[Saved entries]
###

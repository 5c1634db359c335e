//! Domain models for the storefront.

pub mod address;
pub mod order;
pub mod preorder;
pub mod product;
pub mod session;
pub mod subscription;
pub mod user;

pub use address::Address;
pub use order::{AddressSnapshot, Order, OrderItem, OrderWithItems};
pub use preorder::PreorderRequest;
pub use product::{Product, ProductWithStock};
pub use session::{CurrentUser, keys as session_keys};
pub use subscription::{Subscription, SubscriptionPlan, SubscriptionWithPlan};
pub use user::{User, UserRole};
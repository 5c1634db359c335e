//! Address repository.

use sqlx::PgPool;

use ferme_verte_core::{AddressId, UserId};

use super::{RepositoryError, new_id};
use crate::models::Address;

/// Fields for creating an address; validated by the caller.
#[derive(Debug, Clone)]
pub struct NewAddress {
    pub line1: String,
    pub line2: Option<String>,
    pub city: String,
    pub zip: String,
    pub country: String,
    pub phone: String,
    pub is_default: bool,
}

/// Repository for saved delivery addresses.
pub struct AddressRepository<'a> {
    pool: &'a PgPool,
}

impl<'a> AddressRepository<'a> {
    /// Create a new address repository.
    #[must_use]
    pub const fn new(pool: &'a PgPool) -> Self {
        Self { pool }
    }

    /// List a user's addresses, default first, then newest first.
    ///
    /// # Errors
    ///
    /// Returns `RepositoryError::Database` if the query fails.
    pub async fn list_for_user(&self, user_id: &UserId) -> Result<Vec<Address>, RepositoryError> {
        let addresses = sqlx::query_as::<_, Address>(
            r"
            SELECT id, user_id, line1, line2, city, zip, country, phone,
                   is_default, created_at
            FROM addresses
            WHERE user_id = $1
            ORDER BY is_default DESC, created_at DESC
            ",
        )
        .bind(user_id)
        .fetch_all(self.pool)
        .await?;

        Ok(addresses)
    }

    /// Create an address for a user.
    ///
    /// When `is_default` is set, the user's previous default is unset in
    /// the same transaction.
    ///
    /// # Errors
    ///
    /// Returns `RepositoryError::Database` if a query fails.
    pub async fn create(
        &self,
        user_id: &UserId,
        address: NewAddress,
    ) -> Result<Address, RepositoryError> {
        let mut tx = self.pool.begin().await?;

        if address.is_default {
            sqlx::query(
                r"
                UPDATE addresses
                SET is_default = FALSE
                WHERE user_id = $1 AND is_default = TRUE
                ",
            )
            .bind(user_id)
            .execute(&mut *tx)
            .await?;
        }

        let created = sqlx::query_as::<_, Address>(
            r"
            INSERT INTO addresses
                (id, user_id, line1, line2, city, zip, country, phone, is_default)
            VALUES ($1, $2, $3, $4, $5, $6, $7, $8, $9)
            RETURNING id, user_id, line1, line2, city, zip, country, phone,
                      is_default, created_at
            ",
        )
        .bind(new_id())
        .bind(user_id)
        .bind(&address.line1)
        .bind(&address.line2)
        .bind(&address.city)
        .bind(&address.zip)
        .bind(&address.country)
        .bind(&address.phone)
        .bind(address.is_default)
        .fetch_one(&mut *tx)
        .await?;

        tx.commit().await?;
        Ok(created)
    }

    /// Delete a user's address.
    ///
    /// # Errors
    ///
    /// Returns `RepositoryError::NotFound` if the address does not exist
    /// or belongs to another user.
    pub async fn delete(
        &self,
        user_id: &UserId,
        address_id: &AddressId,
    ) -> Result<(), RepositoryError> {
        let result = sqlx::query(
            r"
            DELETE FROM addresses
            WHERE id = $1 AND user_id = $2
            ",
        )
        .bind(address_id)
        .bind(user_id)
        .execute(self.pool)
        .await?;

        if result.rows_affected() == 0 {
            return Err(RepositoryError::NotFound);
        }
        Ok(())
    }
}
//! Database migration command.

use secrecy::ExposeSecret;
use sqlx::PgPool;

/// Errors from running migrations.
#[derive(Debug, thiserror::Error)]
pub enum MigrationError {
    #[error(transparent)]
    MissingEnvVar(#[from] super::MissingEnvVar),

    #[error("Database error: {0}")]
    Database(#[from] sqlx::Error),

    #[error("Migration error: {0}")]
    Migration(#[from] sqlx::migrate::MigrateError),
}

/// Run storefront database migrations.
///
/// # Errors
///
/// Returns `MigrationError` if the database is unreachable or a
/// migration fails.
pub async fn run() -> Result<(), MigrationError> {
    let database_url = super::database_url()?;

    tracing::info!("Connecting to storefront database...");
    let pool = PgPool::connect(database_url.expose_secret()).await?;

    tracing::info!("Running migrations...");
    sqlx::migrate!("../storefront/migrations").run(&pool).await?;

    tracing::info!("Migrations complete");
    Ok(())
}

###

Aim of the exercise: Find each line in the records holding the string "addresses" and show it.

Exercise response:
/// Repository for saved delivery addresses.
    /// List a user's addresses, default first, then newest first.
        let addresses = sqlx::query_as::<_, Address>(
            FROM addresses
        Ok(addresses)
                UPDATE addresses
            INSERT INTO addresses
            DELETE FROM addresses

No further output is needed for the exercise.